**PROBLEM REQUIREMENTS**
Copy out each line below that has the word "Import" in it.

Stored items:
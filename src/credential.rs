use crate::address::Address;
use crate::crypto::{self, SIGNATURE_LENGTH};
use crate::error::{Result, SponsorError};
use crate::hexutil;
use k256::ecdsa::{SigningKey, VerifyingKey};
use rand::rngs::OsRng;
use std::collections::HashMap;
use std::fmt;

/// A private key together with the address derived from it.
///
/// The key never leaves the process except through [`Credential::secret_hex`],
/// which exists for the key generation tool.
#[derive(Clone)]
pub struct Credential {
    signing_key: SigningKey,
    address: Address,
}

impl Credential {
    /// Generate a fresh random key.
    pub fn generate() -> Self {
        Self::from_signing_key(SigningKey::random(&mut OsRng))
    }

    /// Import from a 32-byte private key in hex, `0x` prefix optional.
    pub fn from_hex(private_key_hex: &str) -> Result<Self> {
        let key_bytes = hexutil::decode_prefixed(private_key_hex)
            .map_err(|_| SponsorError::InvalidKey("invalid hex private key".into()))?;

        if key_bytes.len() != 32 {
            return Err(SponsorError::InvalidKey(format!(
                "private key must be 32 bytes, got {}",
                key_bytes.len()
            )));
        }

        let signing_key = SigningKey::from_slice(&key_bytes)
            .map_err(|e| SponsorError::InvalidKey(e.to_string()))?;
        Ok(Self::from_signing_key(signing_key))
    }

    fn from_signing_key(signing_key: SigningKey) -> Self {
        let address = crypto::public_key_to_address(signing_key.verifying_key());
        Self { signing_key, address }
    }

    pub fn address(&self) -> Address {
        self.address
    }

    pub fn public_key(&self) -> &VerifyingKey {
        self.signing_key.verifying_key()
    }

    pub fn sign(&self, digest: &[u8; 32]) -> Result<[u8; SIGNATURE_LENGTH]> {
        crypto::sign(digest, &self.signing_key)
    }

    pub fn secret_hex(&self) -> String {
        hexutil::encode_prefixed(self.signing_key.to_bytes())
    }
}

impl fmt::Debug for Credential {
    fn fmt(&self, f: &mut fmt::Formatter<'_>) -> fmt::Result {
        f.debug_struct("Credential")
            .field("address", &self.address)
            .finish_non_exhaustive()
    }
}

/// Credentials held by the caller, keyed by address.
#[derive(Debug, Clone, Default)]
pub struct Wallet {
    credentials: HashMap<Address, Credential>,
}

impl Wallet {
    pub fn new() -> Self {
        Self::default()
    }

    /// Import a private key and return its address.
    pub fn add(&mut self, private_key_hex: &str) -> Result<Address> {
        let credential = Credential::from_hex(private_key_hex)?;
        Ok(self.insert(credential))
    }

    pub fn insert(&mut self, credential: Credential) -> Address {
        let address = credential.address();
        self.credentials.insert(address, credential);
        address
    }

    pub fn get(&self, address: &Address) -> Option<&Credential> {
        self.credentials.get(address)
    }

    pub fn contains(&self, address: &Address) -> bool {
        self.credentials.contains_key(address)
    }

    pub fn addresses(&self) -> Vec<Address> {
        let mut list: Vec<Address> = self.credentials.keys().copied().collect();
        list.sort();
        list
    }

    pub fn len(&self) -> usize {
        self.credentials.len()
    }

    pub fn is_empty(&self) -> bool {
        self.credentials.is_empty()
    }
}
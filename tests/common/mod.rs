// tests/common/mod.rs
// In-memory node and ticker shared by the integration tests.
#![allow(dead_code)]

use alloy_rlp::Header;
use async_trait::async_trait;
use std::sync::atomic::{AtomicU32, Ordering};
use std::sync::Mutex;
use thor_sponsor::crypto::{blake2b256, recover_address, SIGNATURE_LENGTH};
use thor_sponsor::error::{Result, SponsorError};
use thor_sponsor::hexutil;
use thor_sponsor::network::{BlockTicker, ChainContext, ReceiptLookup, TxSubmitter};
use thor_sponsor::transaction::Clause;
use thor_sponsor::types::{BlockHead, Bytes32, Receipt, ReceiptMeta, TxId};
use thor_sponsor::{Address, Credential, Wallet};

pub const SENDER_KEY: &str = "0x207a28b692c2b1d399d684bf03d635c42fbb333a34fff91cad87f65b0368d982";
pub const SENDER: &str = "0xd55100eedb61f1e553a38c33a234ce07952c43f2";
pub const DELEGATOR_KEY: &str = "0x3c6f1c52984a4d58507ed542689237c01c9a3fcaacc7c3b1b1fbee62910e35f2";
pub const DELEGATOR: &str = "0xe4660c72dea1d9fc2a0dc2b3a42107d37edc6327";
pub const RECIPIENT: &str = "0x91436f1e5008b2e6093e114a25842f060012685d";

pub const CHAIN_TAG: u8 = 0x27;
pub const BEST_BLOCK_ID: &str = "0x0004f6cc88bb4626a92907718e82f255b8fa511453a78e8797eb8cea3393b215";

pub fn addr(s: &str) -> Address {
    s.parse().expect("fixture address")
}

pub fn sender() -> Credential {
    Credential::from_hex(SENDER_KEY).expect("sender key")
}

pub fn delegator() -> Credential {
    Credential::from_hex(DELEGATOR_KEY).expect("delegator key")
}

/// Wallet holding both fixture keys.
pub fn wallet() -> Wallet {
    let mut wallet = Wallet::new();
    wallet.insert(sender());
    wallet.insert(delegator());
    wallet
}

/// Node double. Receipts stay missing for `pending_lookups` calls, then
/// appear with `gas_payer` set to whatever the test configured.
pub struct MockNode {
    pub execution_gas: u64,
    pub submitted: Mutex<Vec<String>>,
    pub pending_lookups: AtomicU32,
    pub lookups: AtomicU32,
    pub receipt_payer: Mutex<Option<Address>>,
    pub fail_lookups: bool,
}

impl MockNode {
    pub fn new() -> Self {
        Self {
            execution_gas: 0,
            submitted: Mutex::new(Vec::new()),
            pending_lookups: AtomicU32::new(0),
            lookups: AtomicU32::new(0),
            receipt_payer: Mutex::new(None),
            fail_lookups: false,
        }
    }

    pub fn with_execution_gas(mut self, gas: u64) -> Self {
        self.execution_gas = gas;
        self
    }

    /// Answer "not mined yet" for the first `n` lookups.
    pub fn mined_after(self, n: u32) -> Self {
        self.pending_lookups.store(n, Ordering::SeqCst);
        self
    }

    pub fn paid_by(self, payer: Address) -> Self {
        *self.receipt_payer.lock().unwrap() = Some(payer);
        self
    }

    pub fn failing_lookups(mut self) -> Self {
        self.fail_lookups = true;
        self
    }

    pub fn submitted(&self) -> Vec<String> {
        self.submitted.lock().unwrap().clone()
    }

    pub fn lookup_count(&self) -> u32 {
        self.lookups.load(Ordering::SeqCst)
    }
}

#[async_trait]
impl ChainContext for MockNode {
    async fn chain_tag(&self) -> Result<u8> {
        Ok(CHAIN_TAG)
    }

    async fn best_block(&self) -> Result<BlockHead> {
        Ok(BlockHead {
            id: BEST_BLOCK_ID.parse()?,
            number: 325324,
            timestamp: 1533267900,
        })
    }

    async fn execution_gas(&self, _caller: &Address, _clauses: &[Clause]) -> Result<u64> {
        Ok(self.execution_gas)
    }
}

#[async_trait]
impl TxSubmitter for MockNode {
    async fn submit(&self, raw: &str) -> Result<TxId> {
        let bytes = hexutil::decode_prefixed(raw)?;
        if bytes.is_empty() {
            return Err(SponsorError::Submission("empty payload".into()));
        }
        let txid = thor_tx_id(&bytes)?;
        self.submitted.lock().unwrap().push(raw.to_string());
        Ok(txid)
    }
}

fn rlp_err(e: alloy_rlp::Error) -> SponsorError {
    SponsorError::Submission(format!("bad rlp: {}", e))
}

/// Id the way the node derives it from broadcast bytes: strip the trailing
/// signature item, hash the remaining body, recover the origin, then
/// `blake2b256(signing_hash || origin)`.
pub fn thor_tx_id(signed: &[u8]) -> Result<TxId> {
    let mut buf = signed;
    let outer = Header::decode(&mut buf).map_err(rlp_err)?;
    if !outer.list || buf.len() != outer.payload_length {
        return Err(SponsorError::Submission("not a transaction list".into()));
    }
    let payload = buf;

    let mut rest = payload;
    let mut last_item = 0;
    while !rest.is_empty() {
        last_item = payload.len() - rest.len();
        let item = Header::decode(&mut rest).map_err(rlp_err)?;
        if item.payload_length > rest.len() {
            return Err(SponsorError::Submission("truncated item".into()));
        }
        rest = &rest[item.payload_length..];
    }

    let mut sig_buf = &payload[last_item..];
    let sig_header = Header::decode(&mut sig_buf).map_err(rlp_err)?;
    let signature = &sig_buf[..sig_header.payload_length];
    if signature.len() < SIGNATURE_LENGTH {
        return Err(SponsorError::Submission("missing signature".into()));
    }

    let body_payload = &payload[..last_item];
    let mut unsigned = Vec::new();
    Header {
        list: true,
        payload_length: body_payload.len(),
    }
    .encode(&mut unsigned);
    unsigned.extend_from_slice(body_payload);

    let signing_hash = blake2b256(&[unsigned.as_slice()]);
    let origin = recover_address(&signing_hash, &signature[..SIGNATURE_LENGTH])?;
    Ok(Bytes32(blake2b256(&[&signing_hash[..], &origin.as_bytes()[..]])))
}

#[async_trait]
impl ReceiptLookup for MockNode {
    async fn receipt(&self, txid: &TxId) -> Result<Option<Receipt>> {
        self.lookups.fetch_add(1, Ordering::SeqCst);
        if self.fail_lookups {
            return Err(SponsorError::Network("connection reset".into()));
        }
        let pending = self.pending_lookups.load(Ordering::SeqCst);
        if pending > 0 {
            self.pending_lookups.store(pending - 1, Ordering::SeqCst);
            return Ok(None);
        }

        let origin = addr(SENDER);
        let gas_payer = self.receipt_payer.lock().unwrap().unwrap_or(origin);
        Ok(Some(Receipt {
            gas_used: 21000,
            gas_payer,
            paid: "0x1236efcbcbb340000".into(),
            reward: "0x576e189f04f60000".into(),
            reverted: false,
            meta: ReceiptMeta {
                block_id: BEST_BLOCK_ID.parse()?,
                block_number: 325325,
                block_timestamp: 1533267910,
                tx_id: *txid,
                tx_origin: origin,
            },
            outputs: Vec::new(),
        }))
    }
}

/// Ticks instantly and counts how often it was awaited.
#[derive(Default)]
pub struct InstantTicker {
    pub ticks: u32,
}

#[async_trait]
impl BlockTicker for InstantTicker {
    async fn next(&mut self) -> Result<()> {
        self.ticks += 1;
        Ok(())
    }
}
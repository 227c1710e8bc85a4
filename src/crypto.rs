// src/crypto.rs
use crate::address::Address;
use crate::error::{Result, SponsorError};
use blake2::digest::consts::U32;
use blake2::{Blake2b, Digest};
use k256::ecdsa::{RecoveryId, Signature, SigningKey, VerifyingKey};

type Blake2b256 = Blake2b<U32>;

/// Length of a recoverable secp256k1 signature: r(32) || s(32) || v(1).
pub const SIGNATURE_LENGTH: usize = 65;

/// BLAKE2b-256 over the concatenation of `parts`.
pub fn blake2b256(parts: &[&[u8]]) -> [u8; 32] {
    let mut hasher = Blake2b256::new();
    for part in parts {
        hasher.update(part);
    }
    let res = hasher.finalize();
    let mut out = [0u8; 32];
    out.copy_from_slice(&res[..32]);
    out
}

pub fn keccak256(data: &[u8]) -> [u8; 32] {
    use tiny_keccak::{Hasher, Keccak};

    let mut keccak = Keccak::v256();
    keccak.update(data);
    let mut out = [0u8; 32];
    keccak.finalize(&mut out);
    out
}

/// Sign a 32-byte digest. RFC6979 nonces make this deterministic, and the
/// `s` value is always normalized to the low half of the curve order.
pub fn sign(digest: &[u8; 32], key: &SigningKey) -> Result<[u8; SIGNATURE_LENGTH]> {
    let (signature, recovery_id) = key
        .sign_prehash_recoverable(digest)
        .map_err(|e| SponsorError::Signing(e.to_string()))?;

    let mut out = [0u8; SIGNATURE_LENGTH];
    out[..64].copy_from_slice(&signature.to_bytes());
    out[64] = recovery_id.to_byte();
    Ok(out)
}

/// Recover the public key that produced `sig` over `digest`.
pub fn recover(digest: &[u8; 32], sig: &[u8]) -> Result<VerifyingKey> {
    if sig.len() != SIGNATURE_LENGTH {
        return Err(SponsorError::InvalidSignature(format!(
            "expected {} bytes, got {}",
            SIGNATURE_LENGTH,
            sig.len()
        )));
    }
    let signature = Signature::from_slice(&sig[..64])
        .map_err(|e| SponsorError::InvalidSignature(e.to_string()))?;
    let recovery_id = RecoveryId::from_byte(sig[64])
        .ok_or_else(|| SponsorError::InvalidSignature(format!("bad recovery id {}", sig[64])))?;

    VerifyingKey::recover_from_prehash(digest, &signature, recovery_id)
        .map_err(|e| SponsorError::InvalidSignature(e.to_string()))
}

pub fn recover_address(digest: &[u8; 32], sig: &[u8]) -> Result<Address> {
    recover(digest, sig).map(|key| public_key_to_address(&key))
}

/// True when `sig` over `digest` recovers to `key`. Any decode error is a
/// failed verification.
pub fn verify(digest: &[u8; 32], sig: &[u8], key: &VerifyingKey) -> bool {
    match recover(digest, sig) {
        Ok(recovered) => &recovered == key,
        Err(_) => false,
    }
}

/// Right-most 20 bytes of keccak256 over the uncompressed point (tag byte dropped).
pub fn public_key_to_address(key: &VerifyingKey) -> Address {
    let point = key.to_encoded_point(false);
    let hash = keccak256(&point.as_bytes()[1..]);
    let mut out = [0u8; 20];
    out.copy_from_slice(&hash[12..]);
    Address(out)
}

**SOLUTION BELOW**
    /// Import from a 32-byte private key in hex, `0x` prefix optional.
    /// Import a private key and return its address.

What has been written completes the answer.